When my sister was joining a sorority, I was partially fascinated and partially horrified, here these kids were, afflicting one another so that the new group could “bond” thru shared suffering. That is how powerful suffering was..(my sister started to stir rebellious talks of decency and rights and never did make the soriority).

Its scary, but it also shows us how God utilizes complaining to ease our suffering and bond us together. I believe that God does not cause our suffering, I believe there is REAL and present evil at work, but I believe God suffers with us. I believe that she gave us Christ to witness, endure and walk with us in that suffering, and I believe that complaining can be a way to bind our concerns.

So when the Hebrews Complain, their surface complaint is that they are hungry, their real complaint is that they are free, that they are concerned, that they are facing the unknown and that they feel like no one is with us….

This shared experience, the whole community grumbled… is exactly what makes them not alone in the world. Because they are all complaining about the same thing, they start to coalesce , coming together as a true community and group–not one that is just universally oppressed, as they were in Egypt, but as a community that has to work together to survive and thrive, one that has to practice cooperation and trust (Truly this is why church is so important)

This is why Grumpy Cat is so popular, because he is voicing complaints that different communities can relate to! (in a caustic and snarky way), but that kind of complaining becomes confessional–we think hey, I feel like that too!

That is why we have Confession, that is why we have Joy and Concerns, because God gives us the opportunity to Open our Mouths, to admit when we feel like we are running on empty, that we are malnourished, and yet burdened, that we are expected to take on heavy loads, when we are at our limit.

And then, God does what we don’t expect.

God doesn’t condemn our complaining, mark it as sin, and then wash our mouths out with soap for our disrespect.

Instead he fills our mouths with food, so that we can’t complain. He fills our mouths with bread (living eternal bread through the communion with Jesus Christ), and meat, he fills our mouths with praise, giving us a chance to complain, helping us to come together as a community through that shared experience, and then gifting us with enough nourishment to sustain that community.

So come to church, complain (some), and share in each other’s crevices, so that they become not the cracks that make us fall apart, but instead the edges on which we grow!

PS for some Good Holy Complaining follow @unvirtuousAbbey on Twitter

Exodus 16:2-5

In the desert the whole community grumbled against Moses and Aaron. The Israelites said to them, “If only we had died by the Lord’s hand in Egypt! There we sat around pots of meat and ate all the food we wanted, but you have brought us out into this desert to starve this entire assembly to death.”
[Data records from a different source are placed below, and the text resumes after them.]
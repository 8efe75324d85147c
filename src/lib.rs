//! Elementary vector arithmetic kernels
//!
//! This is the umbrella crate for the `vecalg` workspace. It re-exports
//! the member crates so downstream users need a single dependency.
//!
//! # Example
//!
//! ```rust
//! use vecalg::{dot, scale};
//!
//! let x = vec![1.0, 2.0, 3.0];
//! let y = scale(2.0, &x);
//! let c = dot(&x, &y).unwrap();
//! assert_eq!(c, 28.0);
//! ```

pub use vecalg_core::*;
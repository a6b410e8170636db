//! Divisible by Three
//!
//! This example feeds decimal digits into a three-state machine whose state
//! is the remainder, modulo 3, of the number read so far.
//!
//! Key concepts:
//! - Integer states with `StateId`
//! - One transition function per state
//! - Lock-step event/state exchange over channels
//! - Trace records emitted through `tracing`
//!
//! Run with: RUST_LOG=lockstep=info cargo run --example divisible_by_three

use lockstep::core::{Event, State, StateId};
use lockstep::engine::{StateMachine, TransitionResult};
use tokio::sync::mpsc;

const Q0: StateId = StateId::new(1);
const Q1: StateId = StateId::new(2);
const Q2: StateId = StateId::new(3);

fn digit(r: u32) -> impl Fn(&Event<char>) -> TransitionResult<StateId> + Send + Sync {
    move |event: &Event<char>| match event.payload().to_digit(10) {
        Some(d) => TransitionResult::to(StateId::new((r * 10 + d) % 3 + 1)),
        None => TransitionResult::unrecognized(StateId::ERROR, event),
    }
}

#[tokio::main]
async fn main() {
    tracing_subscriber::fmt()
        .with_env_filter(std::env::var("RUST_LOG").unwrap_or_else(|_| "lockstep=info".to_string()))
        .init();

    println!("=== Divisible by Three ===\n");

    for input in ["243", "3715", "34", "12x"] {
        let mut machine: StateMachine<StateId, char> = StateMachine::new();
        for (r, state) in [Q0, Q1, Q2].into_iter().enumerate() {
            machine.add_state(state);
            machine.on(state, digit(r as u32));
        }
        machine.set_initial_state(Q0);
        machine.set_trace(true);

        let (events, rx) = mpsc::channel(1);
        let mut states = match machine.run(rx) {
            Ok(states) => states,
            Err(error) => {
                eprintln!("cannot run: {error}");
                return;
            }
        };

        let mut last = Q0;
        for c in input.chars() {
            if events.send(Event(c)).await.is_err() {
                break;
            }
            let Some(state) = states.recv().await else {
                break;
            };
            last = state;
            if let Some(error) = machine.last_error() {
                println!("  {input}: stopping at '{c}': {error}");
                break;
            }
        }
        drop(events);

        let verdict = if last == Q0 { "divisible" } else { "not divisible" };
        println!("{input:>6} -> {:<6} {verdict}", last.name());
    }

    println!("\n=== Example Complete ===");
}
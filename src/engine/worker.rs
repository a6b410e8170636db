//! The task that drives one run of a machine.

use super::machine::{is_final, Phase, Shared, Termination};
use super::table::TransitionTable;
use super::transition::{TransitionError, TransitionResult};
use crate::core::{Event, State, TraceRecord, TraceSink};
use chrono::Utc;
use std::any::Any;
use std::panic::{self, AssertUnwindSafe};
use std::sync::atomic::Ordering;
use std::sync::Arc;
use tokio::sync::mpsc;
use tracing::{debug, error};
use uuid::Uuid;

/// Everything one run owns. Built by `StateMachine::run`, consumed by
/// [`Worker::run`].
pub(crate) struct Worker<S: State, T> {
    pub(crate) run_id: Uuid,
    pub(crate) current: S,
    pub(crate) table: Arc<TransitionTable<S, T>>,
    pub(crate) final_states: Vec<S>,
    pub(crate) halt_on_final: bool,
    pub(crate) sink: Arc<dyn TraceSink<S, T>>,
    pub(crate) shared: Arc<Shared<S>>,
}

impl<S: State, T: Send + 'static> Worker<S, T> {
    /// Consume events until the input closes, the output is dropped, a
    /// transition panics, or (when halting on final states) a final state has
    /// been published.
    ///
    /// Each iteration first reserves the single output slot, which only frees
    /// up once the caller has read the previous state, so no event is taken
    /// from the input before the state it follows has been observed.
    pub(crate) async fn run<O, F>(
        mut self,
        mut input: mpsc::Receiver<Event<T>>,
        output: mpsc::Sender<O>,
        wrap: F,
    ) -> Termination<S>
    where
        O: Send + 'static,
        F: Fn(S, Option<TransitionError>) -> O + Send + 'static,
    {
        debug!(initial = %self.current.name(), "worker started");

        let termination = loop {
            let Ok(permit) = output.reserve().await else {
                break Termination::OutputDropped;
            };

            let event = tokio::select! {
                biased;
                _ = output.closed() => break Termination::OutputDropped,
                event = input.recv() => match event {
                    Some(event) => event,
                    None => break Termination::InputClosed,
                },
            };

            let (next, error) = match panic::catch_unwind(AssertUnwindSafe(|| self.step(event))) {
                Ok(step) => step,
                Err(payload) => {
                    error!(
                        from = %self.current.name(),
                        panic = %panic_message(&*payload),
                        "transition panicked"
                    );
                    break Termination::Panicked;
                }
            };
            permit.send(wrap(next.clone(), error));

            if self.halt_on_final && is_final(&next, &self.final_states) {
                break Termination::FinalState(next);
            }
        };

        *self.shared.phase.write() = Phase::Terminated(termination.clone());
        debug!(
            reason = ?termination,
            processed = self.shared.processed.load(Ordering::Acquire),
            "worker stopped"
        );
        termination
    }

    /// Apply one event: dispatch, adopt, record the error, trace.
    fn step(&mut self, event: Event<T>) -> (S, Option<TransitionError>) {
        let from = self.current.clone();
        let result = match self.table.get(&from) {
            Some(transition) => transition.apply(&event),
            None => TransitionResult::fail(
                from.clone(),
                TransitionError::NoTransition {
                    from: from.name().into_owned(),
                },
            ),
        };
        let (to, error) = result.into_parts();
        let seq = self.shared.processed.fetch_add(1, Ordering::AcqRel) + 1;

        *self.shared.current.write() = Some(to.clone());
        if let Some(error) = &error {
            debug!(seq, from = %from.name(), to = %to.name(), %error, "transition failed");
            *self.shared.last_error.write() = Some(error.clone());
        }

        if self.shared.trace.load(Ordering::Acquire) {
            self.sink.record(&TraceRecord {
                run_id: self.run_id,
                seq,
                from,
                event,
                to: to.clone(),
                error: error.as_ref().map(ToString::to_string),
                timestamp: Utc::now(),
            });
        }

        self.current = to.clone();
        (to, error)
    }
}

fn panic_message(payload: &(dyn Any + Send)) -> &str {
    if let Some(message) = payload.downcast_ref::<&str>() {
        message
    } else if let Some(message) = payload.downcast_ref::<String>() {
        message
    } else {
        "non-string panic payload"
    }
}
Then the Lord said to Moses, “I will rain down bread from heaven for you. The people are to go out each day and gather enough for that day. In this way I will test them and see whether they will follow my instructions. On the sixth day they are to prepare what they bring in, and that is to be twice as much as they gather on the other days.”

John 6: 30-33, 41-42

30 So they asked him, “What sign then will you give that we may see it and believe you? What will you do? 31 Our ancestors ate the manna in the wilderness; as it is written: ‘He gave them bread from heaven to eat.’[c]

32 Jesus said to them, “Very truly I tell you, it is not Moses who has given you the bread from heaven, but it is my Father who gives you the true bread from heaven. 33 For the bread of God is the bread that comes down from heavenand gives life to the world.”

41 At this the Jews there began to grumble about him because he said, “I am the bread that came down from heaven.” 42 They said, “Is this not Jesus, the son of Joseph, whose father and mother we know? How can he now say, ‘I came down from heaven’?”